Erica Sinclair Photography

Streaming does not benefit those in high ability groups either 

Streaming can also have a negative impact on learners placed in high ability groups through high expectations, fast pace of lessons, and pressure to succeed. Learners in these groups can have lower academic self-concept than expected based on their achievement.  

“There can only ever be three kids placed first or second or third, and if you’re used to being one of them and don’t make it, this can have major effects,” says Rubie-Davies. Her research found that the achievement rates of the students in these groups often dropped – because when they didn’t place as highly in tests, their self-belief would drop, and so does their motivation to achieve.  

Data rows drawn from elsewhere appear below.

mod common;

use common::MemoryScene;
use folio_core::page::{submit_feedback, SUBMIT_SENT_LABEL};
use folio_core::{
    pass_progress, Ease, Property, Repeat, Scheduler, TargetId, TimelineOptions, TimelineState,
    TimelineStep,
};

fn staggered(targets: Vec<TargetId>) -> Vec<TimelineStep> {
    vec![TimelineStep::tween(targets, 0.7)
        .from_to(Property::X, 0.0, 100.0)
        .ease(Ease::Linear)
        .stagger(0.1)]
}

fn four_targets(scene: &mut MemoryScene) -> Vec<TargetId> {
    (0..4).map(|i| scene.add(i, 0.0, 10.0)).collect()
}

#[test]
fn stagger_starts_and_completes_each_element_on_time() {
    for i in 0..4usize {
        let mut scene = MemoryScene::new();
        let targets = four_targets(&mut scene);
        let mut timelines = Scheduler::new();
        timelines.create(staggered(targets.clone()), TimelineOptions::default(), 0.0, &mut scene);
        let el = targets[i];
        let start = i as f64 * 0.1;

        if i > 0 {
            timelines.advance(start - 0.01, &mut scene);
            assert_eq!(scene.value(el, Property::X), None, "element {} started early", i);
        }

        timelines.advance(start, &mut scene);
        assert_eq!(scene.value(el, Property::X), Some(0.0));

        timelines.advance(start + 0.35, &mut scene);
        let mid = scene.value(el, Property::X).unwrap_or_default();
        assert!((mid - 50.0).abs() < 1e-3, "element {} midpoint {}", i, mid);

        timelines.advance(start + 0.7, &mut scene);
        let end = scene.value(el, Property::X).unwrap_or_default();
        assert!((end - 100.0).abs() < 1e-4, "element {} end {}", i, end);

        timelines.advance(start + 0.7 + 1e-9, &mut scene);
        assert_eq!(scene.value(el, Property::X), Some(100.0));
    }
}

#[test]
fn stagger_timeline_completes_after_last_element() {
    let mut scene = MemoryScene::new();
    let targets = four_targets(&mut scene);
    let mut timelines = Scheduler::new();
    let h = timelines.create(staggered(targets.clone()), TimelineOptions::default(), 0.0, &mut scene);
    assert_eq!(timelines.state(h), Some(TimelineState::Pending));
    timelines.advance(0.5, &mut scene);
    assert_eq!(timelines.state(h), Some(TimelineState::Running));
    timelines.advance(1.0 + 1e-9, &mut scene);
    assert_eq!(timelines.state(h), Some(TimelineState::Complete));
    assert_eq!(timelines.running(), 0);
    for t in targets {
        assert_eq!(scene.value(t, Property::X), Some(100.0));
    }
}

#[test]
fn counter_shows_only_whole_numbers_and_lands_exactly() {
    let mut scene = MemoryScene::new();
    let counter = scene.add(1, 0.0, 10.0);
    let mut timelines = Scheduler::new();
    timelines.create(
        vec![TimelineStep::tween(vec![counter], 2.0)
            .from_to(Property::Counter, 0.0, 87.0)
            .ease(Ease::Power2Out)
            .snap()],
        TimelineOptions::delay(1.5),
        0.0,
        &mut scene,
    );
    let mut t = 0.0;
    while t < 4.0 {
        timelines.advance(t, &mut scene);
        t += 1.0 / 60.0;
    }
    let written = scene.writes_to(counter, Property::Counter);
    assert!(!written.is_empty());
    for v in &written {
        assert_eq!(v.fract(), 0.0, "non-integer counter value {}", v);
    }
    assert_eq!(written.last().copied(), Some(87.0));
    // each distinct value written once
    let mut sorted = written.clone();
    sorted.dedup();
    assert_eq!(sorted.len(), written.len());
}

#[test]
fn delay_postpones_start() {
    let mut scene = MemoryScene::new();
    let el = scene.add(1, 0.0, 10.0);
    let mut timelines = Scheduler::new();
    let h = timelines.create(
        vec![TimelineStep::tween(vec![el], 1.0).to(Property::Opacity, 0.0)],
        TimelineOptions::delay(0.3),
        10.0,
        &mut scene,
    );
    timelines.advance(10.29, &mut scene);
    assert_eq!(timelines.state(h), Some(TimelineState::Pending));
    assert!(scene.writes.is_empty());
    timelines.advance(10.0 + 0.3, &mut scene);
    assert_eq!(timelines.state(h), Some(TimelineState::Running));
    assert_eq!(scene.value(el, Property::Opacity), Some(1.0));
}

#[test]
fn negative_relative_offset_overlaps_previous_step() {
    let mut scene = MemoryScene::new();
    let a = scene.add(1, 0.0, 10.0);
    let b = scene.add(2, 0.0, 10.0);
    let mut timelines = Scheduler::new();
    timelines.create(
        vec![
            TimelineStep::tween(vec![a], 1.0).from_to(Property::Y, 40.0, 0.0),
            TimelineStep::tween(vec![b], 0.9)
                .from_to(Property::Y, 40.0, 0.0)
                .offset(-0.7),
        ],
        TimelineOptions::default(),
        0.0,
        &mut scene,
    );
    timelines.advance(0.29, &mut scene);
    assert_eq!(scene.value(b, Property::Y), None);
    timelines.advance(1.0 - 0.7, &mut scene);
    assert_eq!(scene.value(b, Property::Y), Some(40.0));
    assert!(scene.value(a, Property::Y).unwrap_or_default() < 40.0);
}

#[test]
fn offsets_never_reorder_before_timeline_start() {
    let mut scene = MemoryScene::new();
    let a = scene.add(1, 0.0, 10.0);
    let mut timelines = Scheduler::new();
    timelines.create(
        vec![TimelineStep::tween(vec![a], 0.5)
            .from_to(Property::Y, 10.0, 0.0)
            .offset(-2.0)],
        TimelineOptions::delay(1.0),
        0.0,
        &mut scene,
    );
    timelines.advance(0.5, &mut scene);
    assert_eq!(scene.value(a, Property::Y), None);
    timelines.advance(1.0, &mut scene);
    assert_eq!(scene.value(a, Property::Y), Some(10.0));
}

#[test]
fn from_tween_applies_start_value_immediately() {
    let mut scene = MemoryScene::new();
    let el = scene.add(1, 0.0, 10.0);
    let mut timelines = Scheduler::new();
    timelines.create(
        vec![TimelineStep::tween(vec![el], 0.5).from(Property::Opacity, 0.0)],
        TimelineOptions::delay(2.0),
        0.0,
        &mut scene,
    );
    assert_eq!(scene.value(el, Property::Opacity), Some(0.0));
    timelines.advance(2.6, &mut scene);
    assert_eq!(scene.value(el, Property::Opacity), Some(1.0));
}

#[test]
fn to_tween_captures_start_value_when_it_begins() {
    let mut scene = MemoryScene::new();
    let el = scene.add(1, 0.0, 10.0);
    scene.values.insert((el, Property::Y), 50.0);
    let mut timelines = Scheduler::new();
    timelines.create(
        vec![TimelineStep::tween(vec![el], 1.0)
            .to(Property::Y, 0.0)
            .ease(Ease::Linear)],
        TimelineOptions::delay(1.0),
        0.0,
        &mut scene,
    );
    scene.values.insert((el, Property::Y), 80.0);
    timelines.advance(1.5, &mut scene);
    let v = scene.value(el, Property::Y).unwrap_or_default();
    assert!((v - 40.0).abs() < 1e-4, "{}", v);
}

#[test]
fn infinite_yoyo_runs_until_cancelled() {
    let mut scene = MemoryScene::new();
    let el = scene.add(1, 0.0, 10.0);
    let mut timelines = Scheduler::new();
    let h = timelines.create(
        vec![TimelineStep::tween(vec![el], 3.0)
            .to(Property::Y, -15.0)
            .ease(Ease::SineInOut)
            .yoyo(true)
            .repeat(Repeat::Infinite)],
        TimelineOptions::default(),
        0.0,
        &mut scene,
    );
    timelines.advance(0.0, &mut scene);
    timelines.advance(3.0, &mut scene);
    assert_eq!(scene.value(el, Property::Y), Some(-15.0));
    timelines.advance(6.0, &mut scene);
    assert_eq!(scene.value(el, Property::Y), Some(0.0));
    timelines.advance(3000.0, &mut scene);
    assert_eq!(timelines.state(h), Some(TimelineState::Running));

    assert!(timelines.cancel(h));
    assert_eq!(timelines.state(h), Some(TimelineState::Complete));
    let writes = scene.writes.len();
    timelines.advance(3001.5, &mut scene);
    assert_eq!(scene.writes.len(), writes);
}

#[test]
fn pass_progress_handles_repeats() {
    let (p, done) = pass_progress(0.05, 0.1, Repeat::Times(1), true);
    assert!((p - 0.5).abs() < 1e-5);
    assert!(!done);
    let (p, done) = pass_progress(0.15, 0.1, Repeat::Times(1), true);
    assert!((p - 0.5).abs() < 1e-5);
    assert!(!done);
    assert_eq!(pass_progress(0.2, 0.1, Repeat::Times(1), true), (0.0, true));
    assert_eq!(pass_progress(0.2, 0.1, Repeat::Times(1), false), (1.0, true));
    assert_eq!(pass_progress(5.0, 0.0, Repeat::Times(0), false), (1.0, true));
    assert!(!pass_progress(1e6, 1.0, Repeat::Infinite, true).1);
}

#[test]
fn overwrite_cancels_earlier_timelines_on_same_property() {
    let mut scene = MemoryScene::new();
    let button = scene.add(1, 0.0, 10.0);
    let other = scene.add(2, 0.0, 10.0);
    let mut timelines = Scheduler::new();
    let pull = timelines.create(
        vec![TimelineStep::tween(vec![button], 0.4).to(Property::X, 12.0)],
        TimelineOptions::default(),
        0.0,
        &mut scene,
    );
    let unrelated = timelines.create(
        vec![TimelineStep::tween(vec![other], 0.4).to(Property::X, 12.0)],
        TimelineOptions::default(),
        0.0,
        &mut scene,
    );
    let release = timelines.create(
        vec![TimelineStep::tween(vec![button], 0.7).to(Property::X, 0.0)],
        TimelineOptions {
            overwrite: true,
            ..TimelineOptions::default()
        },
        0.1,
        &mut scene,
    );
    assert_eq!(timelines.state(pull), Some(TimelineState::Complete));
    assert_eq!(timelines.state(unrelated), Some(TimelineState::Pending));
    assert_eq!(timelines.state(release), Some(TimelineState::Pending));
}

#[test]
fn submit_feedback_presses_swaps_label_and_settles() {
    let mut scene = MemoryScene::new();
    let button = scene.add(1, 0.0, 10.0);
    let mut timelines = Scheduler::new();
    let h = timelines.create(submit_feedback(button), TimelineOptions::default(), 0.0, &mut scene);

    timelines.advance(0.0, &mut scene);
    timelines.advance(0.1, &mut scene);
    let pressed = scene.value(button, Property::Scale).unwrap_or_default();
    assert!((pressed - 0.95).abs() < 1e-4);
    assert!(scene.text.get(&button).is_none());

    timelines.advance(0.2, &mut scene);
    assert_eq!(scene.text.get(&button).map(String::as_str), Some(SUBMIT_SENT_LABEL));
    assert!(scene
        .styles
        .contains_key(&(button, "background".to_string())));

    timelines.advance(0.8, &mut scene);
    assert_eq!(scene.value(button, Property::Scale), Some(1.0));
    assert_eq!(timelines.state(h), Some(TimelineState::Complete));
}

#[test]
fn missing_targets_do_not_stall_timelines() {
    let mut scene = MemoryScene::new();
    let present = scene.add(1, 0.0, 10.0);
    let mut timelines = Scheduler::new();
    let h = timelines.create(
        vec![TimelineStep::tween(vec![TargetId(42), present], 0.5).from_to(Property::Opacity, 0.0, 1.0)],
        TimelineOptions::default(),
        0.0,
        &mut scene,
    );
    timelines.advance(1.0, &mut scene);
    assert_eq!(timelines.state(h), Some(TimelineState::Complete));
    assert_eq!(scene.value(present, Property::Opacity), Some(1.0));
}

#[test]
fn finished_timelines_leave_nothing_behind() {
    let mut scene = MemoryScene::new();
    let button = scene.add(1, 0.0, 40.0);
    let mut timelines = Scheduler::new();
    let mut handles = Vec::new();
    for i in 0..500 {
        let now = i as f64 * 0.01;
        handles.push(timelines.create(
            vec![TimelineStep::tween(vec![button], 0.005).to(Property::X, i as f32)],
            TimelineOptions::default(),
            now,
            &mut scene,
        ));
        timelines.advance(now + 0.006, &mut scene);
    }
    assert_eq!(timelines.running(), 0);
    assert!(handles.iter().all(|h| !timelines.is_live(*h)));
    assert!(handles
        .iter()
        .all(|h| timelines.state(*h) == Some(TimelineState::Complete)));
    assert_eq!(scene.value(button, Property::X), Some(499.0));
}
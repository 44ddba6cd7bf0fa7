// Browser event values mapped into motion-core terms.

use folio_core::ScrollKey;
use glam::Vec2;

/// `WheelEvent.deltaMode` values.
pub const DOM_DELTA_PIXEL: u32 = 0;
pub const DOM_DELTA_LINE: u32 = 1;
pub const DOM_DELTA_PAGE: u32 = 2;

/// Wheel delta in CSS pixels regardless of the event's delta mode.
#[inline]
pub fn wheel_delta_px(delta: f64, mode: u32, line_height: f64, page_height: f64) -> f64 {
    match mode {
        DOM_DELTA_LINE => delta * line_height,
        DOM_DELTA_PAGE => delta * page_height,
        _ => delta,
    }
}

/// Scroll keys the integrator handles; everything else keeps its native meaning.
pub fn scroll_key(key: &str, shift: bool) -> Option<ScrollKey> {
    match key {
        "ArrowDown" => Some(ScrollKey::LineDown),
        "ArrowUp" => Some(ScrollKey::LineUp),
        "PageDown" => Some(ScrollKey::PageDown),
        "PageUp" => Some(ScrollKey::PageUp),
        " " | "Spacebar" if shift => Some(ScrollKey::PageUp),
        " " | "Spacebar" => Some(ScrollKey::PageDown),
        "Home" => Some(ScrollKey::Home),
        "End" => Some(ScrollKey::End),
        _ => None,
    }
}

/// Focused elements whose own key handling wins: text entry plus controls
/// that Space or Enter activates.
pub fn keeps_native_keys(tag_name: &str, content_editable: bool) -> bool {
    content_editable
        || matches!(
            tag_name.to_ascii_uppercase().as_str(),
            "INPUT" | "TEXTAREA" | "SELECT" | "BUTTON" | "A" | "SUMMARY"
        )
}

/// Selector for an in-page anchor `href`; `None` for bare `#` links.
pub fn anchor_selector(href: &str) -> Option<&str> {
    let trimmed = href.trim();
    if trimmed.starts_with('#') && trimmed.len() > 1 {
        Some(trimmed)
    } else {
        None
    }
}

/// Pointer offset from the centre of a `(left, top, width, height)` box.
#[inline]
pub fn offset_from_center(client: Vec2, left: f32, top: f32, width: f32, height: f32) -> Vec2 {
    client - Vec2::new(left + width * 0.5, top + height * 0.5)
}

/// Horizontal scroll position while drag-scrolling the projects strip.
#[inline]
pub fn drag_scroll_left(start_scroll: f64, start_x: f64, x: f64, multiplier: f64) -> f64 {
    start_scroll - (x - start_x) * multiplier
}

/// Largest page scroll offset for a document of `scroll_height`.
#[inline]
pub fn max_scroll_extent(scroll_height: f64, viewport_height: f64) -> f64 {
    (scroll_height - viewport_height).max(0.0)
}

Pomeroy says the evidence suggests children in these groups have increased rates of anxiety compared to those in other levels. He maintains that any perceived benefits to children in higher ability groups are overstated.  

Bowden says de-streaming has been hugely beneficial to rangatahi who would previously have been placed in top groups. The students become teachers to their peers – such as demonstrating ways to solve maths problems to others. They learn by being able to deepen their understanding of topics, find different ways of solving things and critically assess their ideas.  

“I’ve had a lot of push-back from parents about this: ‘my [bright] kid is being disadvantaged by showing others how to do the work,’ but the reality could not be more different, explains Bowden. “The highest academic attainment you can get is a Ph.D., right? What do candidates need to do to prove they truly understand the topic of their thesis? They do an oral exam – explaining to others their mastery of the subject. It’s only by passing this that they get their Ph.D.” 

The way forward 

Despite overwhelming evidence that streaming practices are harmful, they remain stubbornly embedded in our schools. In 2022, NZEI Te Riu Roa and the PPTA in conjunction with the University of Canterbury and the University of Auckland undertook a survey of Aotearoa teachers and leaders which found that 69% of primary teachers reported using at least some form of streaming.  

Pomeroy maintains that it’s not the teacher’s fault because they learn it at training college and use it with good intentions because they think it’s meeting the needs of their students. Therefore, any streaming discussion with teachers needs to be mana affirming, he adds.  

Bowden says schools are currently left to figure out the de-streaming transition for themselves and calls for the Ministry of Education to provide more resources and professional development to support schools in this change. 

To close, David issues a wero.

“Providing equal chances for all tamariki to succeed is a challenge because it means that those at the top need to give up some of their power. We in the education sector need to be prepared to do that – for the good of everyone.”